2. Determine target audience
Think about what target audience the training is for. For example, are they office workers, executive professionals, managers or administrators? That matters for both the content and design of the training. Also consider the size of the group of participants. That, too, matters for how you design the training.
3. Program design
Based on the purpose of your training, create a program for the training. You may want to provide one training, but you can also design a number of consecutive training sessions. Each training then builds on the previous training. An example of a series of trainings could be:
- training on the background and importance of feedback
- training in skills for giving and receiving feedback
- workshop in experiencing feedback exchange
Of course, factors such as time, budget, the number of participants and the culture of the organization affect the number of training sessions you can provide.

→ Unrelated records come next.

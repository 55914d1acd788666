//! Catalog products and the admin forms that create or edit them.

use serde::{Deserialize, Serialize};

use super::barcode::{Barcode, BarcodeError};
use super::price::Price;

/// A catalog entry keyed by barcode.
///
/// Mirrors the wire shape of the catalog service. `price` and `stock` are
/// accepted either as JSON numbers or as numeric strings, because older
/// admin clients stored form input verbatim.
#[derive(Debug, Clone, PartialEq, Eq, Serialize, Deserialize)]
pub struct Product {
    /// Unique, immutable key.
    pub barcode: Barcode,
    /// Display name.
    pub name: String,
    /// Selling unit (e.g., "bottle", "strip").
    pub unit: String,
    /// Unit price in whole currency units.
    #[serde(deserialize_with = "lenient::whole_number")]
    pub price: Price,
    /// Units on hand.
    #[serde(deserialize_with = "lenient::whole_number")]
    pub stock: u32,
}

impl Product {
    /// Apply a validated patch in place.
    ///
    /// The barcode is the identity of a product and is never patched.
    pub fn apply(&mut self, patch: &ProductPatch) {
        if let Some(name) = &patch.name {
            name.clone_into(&mut self.name);
        }
        if let Some(unit) = &patch.unit {
            unit.clone_into(&mut self.unit);
        }
        if let Some(price) = patch.price {
            self.price = price;
        }
        if let Some(stock) = patch.stock {
            self.stock = stock;
        }
    }
}

/// Errors raised while validating admin input, before any network call.
#[derive(thiserror::Error, Debug, Clone, PartialEq, Eq)]
pub enum ValidationError {
    /// One or more required fields are blank.
    #[error("all fields are required (missing: {})", .0.join(", "))]
    MissingFields(Vec<&'static str>),

    /// The barcode failed to parse.
    #[error("invalid barcode: {0}")]
    Barcode(#[from] BarcodeError),

    /// A numeric field holds something other than a whole number.
    #[error("{field} must be a whole number (got {value:?})")]
    InvalidNumber {
        /// Field name.
        field: &'static str,
        /// Raw input.
        value: String,
    },

    /// An edit carries no fields.
    #[error("nothing to update")]
    EmptyPatch,
}

/// Raw "add product" form input.
///
/// Every field is kept as text because it comes straight from form inputs;
/// JSON numbers are accepted and turned into their text form.
/// [`ProductForm::validate`] turns it into a [`Product`].
#[derive(Debug, Clone, Default, Serialize, Deserialize)]
pub struct ProductForm {
    #[serde(default, deserialize_with = "lenient::text")]
    pub barcode: String,
    #[serde(default, deserialize_with = "lenient::text")]
    pub name: String,
    #[serde(default, deserialize_with = "lenient::text")]
    pub unit: String,
    #[serde(default, deserialize_with = "lenient::text")]
    pub price: String,
    #[serde(default, deserialize_with = "lenient::text")]
    pub stock: String,
}

impl ProductForm {
    /// Validate the form.
    ///
    /// # Errors
    ///
    /// Returns [`ValidationError::MissingFields`] listing every blank field,
    /// or the first parse failure among barcode, price and stock.
    pub fn validate(&self) -> Result<Product, ValidationError> {
        let missing: Vec<&'static str> = [
            ("barcode", &self.barcode),
            ("name", &self.name),
            ("unit", &self.unit),
            ("price", &self.price),
            ("stock", &self.stock),
        ]
        .into_iter()
        .filter(|(_, value)| value.trim().is_empty())
        .map(|(field, _)| field)
        .collect();

        if !missing.is_empty() {
            return Err(ValidationError::MissingFields(missing));
        }

        Ok(Product {
            barcode: Barcode::parse(&self.barcode)?,
            name: self.name.trim().to_owned(),
            unit: self.unit.trim().to_owned(),
            price: parse_price(&self.price)?,
            stock: parse_stock(&self.stock)?,
        })
    }
}

/// A validated partial update to a product.
#[derive(Debug, Clone, Default, PartialEq, Eq, Serialize, Deserialize)]
pub struct ProductPatch {
    #[serde(default, skip_serializing_if = "Option::is_none")]
    pub name: Option<String>,
    #[serde(default, skip_serializing_if = "Option::is_none")]
    pub unit: Option<String>,
    #[serde(default, skip_serializing_if = "Option::is_none")]
    pub price: Option<Price>,
    #[serde(default, skip_serializing_if = "Option::is_none")]
    pub stock: Option<u32>,
}

impl ProductPatch {
    /// Returns true if the patch carries no fields.
    #[must_use]
    pub const fn is_empty(&self) -> bool {
        self.name.is_none() && self.unit.is_none() && self.price.is_none() && self.stock.is_none()
    }
}

/// Raw "edit product" form input. Absent fields are left unchanged.
#[derive(Debug, Clone, Default, Serialize, Deserialize)]
pub struct ProductPatchForm {
    #[serde(default, deserialize_with = "lenient::optional_text")]
    pub name: Option<String>,
    #[serde(default, deserialize_with = "lenient::optional_text")]
    pub unit: Option<String>,
    #[serde(default, deserialize_with = "lenient::optional_text")]
    pub price: Option<String>,
    #[serde(default, deserialize_with = "lenient::optional_text")]
    pub stock: Option<String>,
}

impl ProductPatchForm {
    /// Validate the form.
    ///
    /// Fields that are present must not be blank; clearing a name or unit is
    /// not a valid edit.
    ///
    /// # Errors
    ///
    /// Returns [`ValidationError::EmptyPatch`] when no field is present,
    /// [`ValidationError::MissingFields`] for blank fields, or a parse error.
    pub fn validate(&self) -> Result<ProductPatch, ValidationError> {
        let blank: Vec<&'static str> = [
            ("name", &self.name),
            ("unit", &self.unit),
            ("price", &self.price),
            ("stock", &self.stock),
        ]
        .into_iter()
        .filter(|(_, value)| value.as_deref().is_some_and(|v| v.trim().is_empty()))
        .map(|(field, _)| field)
        .collect();

        if !blank.is_empty() {
            return Err(ValidationError::MissingFields(blank));
        }

        let patch = ProductPatch {
            name: self.name.as_deref().map(|v| v.trim().to_owned()),
            unit: self.unit.as_deref().map(|v| v.trim().to_owned()),
            price: self.price.as_deref().map(parse_price).transpose()?,
            stock: self.stock.as_deref().map(parse_stock).transpose()?,
        };

        if patch.is_empty() {
            return Err(ValidationError::EmptyPatch);
        }

        Ok(patch)
    }
}

fn parse_price(raw: &str) -> Result<Price, ValidationError> {
    Price::parse_lenient(raw).ok_or_else(|| ValidationError::InvalidNumber {
        field: "price",
        value: raw.to_owned(),
    })
}

fn parse_stock(raw: &str) -> Result<u32, ValidationError> {
    raw.trim()
        .parse::<u32>()
        .map_err(|_| ValidationError::InvalidNumber {
            field: "stock",
            value: raw.to_owned(),
        })
}

mod lenient {
    use serde::de::Error as _;
    use serde::{Deserialize, Deserializer};

    #[derive(Deserialize)]
    #[serde(untagged)]
    enum NumberOrText {
        Number(u64),
        Text(String),
    }

    /// Deserialize a whole number given either as a number or a digit string.
    pub fn whole_number<'de, D, T>(deserializer: D) -> Result<T, D::Error>
    where
        D: Deserializer<'de>,
        T: TryFrom<u64>,
    {
        let raw = match NumberOrText::deserialize(deserializer)? {
            NumberOrText::Number(n) => n,
            NumberOrText::Text(s) => s
                .trim()
                .parse::<u64>()
                .map_err(|_| D::Error::custom(format!("expected a whole number, got {s:?}")))?,
        };
        T::try_from(raw).map_err(|_| D::Error::custom(format!("{raw} is out of range")))
    }

    #[derive(Deserialize)]
    #[serde(untagged)]
    enum Scalar {
        Text(String),
        Whole(u64),
        Signed(i64),
        Float(f64),
    }

    impl From<Scalar> for String {
        fn from(scalar: Scalar) -> Self {
            match scalar {
                Scalar::Text(s) => s,
                Scalar::Whole(n) => n.to_string(),
                Scalar::Signed(n) => n.to_string(),
                Scalar::Float(n) => n.to_string(),
            }
        }
    }

    /// Deserialize form text given either as a string or a number.
    pub fn text<'de, D>(deserializer: D) -> Result<String, D::Error>
    where
        D: Deserializer<'de>,
    {
        Scalar::deserialize(deserializer).map(String::from)
    }

    /// Like [`text`], with `null` meaning absent.
    pub fn optional_text<'de, D>(deserializer: D) -> Result<Option<String>, D::Error>
    where
        D: Deserializer<'de>,
    {
        Option::<Scalar>::deserialize(deserializer).map(|scalar| scalar.map(String::from))
    }
}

3. Making training interactive
Training is always intensive. Participants get a lot of information to process. It helps when you add interactive elements. That way you keep participants involved and give them the opportunity to better understand the material. For example, you can use:
- Role-plays to mimic realistic situations. Let people experience what it is like to work with feedback. Do it low-key though and avoid any kind of insecurity.
- Case studies to analyze feedback in real-world contexts. Have participants apply the knowledge they have gained to example situations. What goes well in the example, what should be different, how would they approach it?
- Practical examples from the participants' own work environment. When have you faced feedback or when would you have liked to receive feedback? Always keep it safe and avoid personal attacks at all times!
Keep in mind that interactive sessions sometimes require multiple trainers or facilitators. Is the group of participants too large and need to be divided into smaller groups? Then engage more facilitators for certain forms of work.
4. The topics of feedback training
Good feedback training combines theory and practical exercises in recognizable situations. We list a number of topics that you can include in the training.
1. The basics of feedback
What makes feedback effective? In training, cover the core principles. Consider the proper intentions with which feedback is exchanged and separating person from behavior. Address the purpose of feedback, which is to facilitate growth and development.
2. Giving Constructive Feedback
It is important that people know how to give good feedback. Feedback is only effective if the recipient can do something with it. All the do's and don'ts of feedback, with examples, can be found in Treams' Feedback Toolkit.
We highlight a few points that should at least be covered during Feedback skills training:
- Make feedback specific
- Employ a positive way of phrasing
- Base it on actual observation
- Share feedback in a timely manner
- Speak from yourself
3. Asking for Feedback
The way you ask for feedback affects the feedback you receive. It helps the feedback giver if you ask specifically what you want feedback on. "What did you think of my way of presenting?" is clearer to answer than "What did you think?
- What specifically do you want to get feedback on?
- About what moment or event would you like to receive feedback?
- What do you want to accomplish with the feedback?
4. Receiving feedback
How a person receives feedback is personal. Thus, its impact on some will be greater, or different, than on others. In extreme cases, one person may easily disregard it while another may lie awake because of it. Receiving feedback is also something you can bring to attention. Discuss during training, for example:
- How to stay open to feedback without getting defensive.
- Be able to turn criticism into opportunities to grow.
- Be able to actively listen and follow through to better understand feedback.
Receiving feedback is ultimately the crux of the whole story. That is where feedback has effective impact and where growth and development occurs.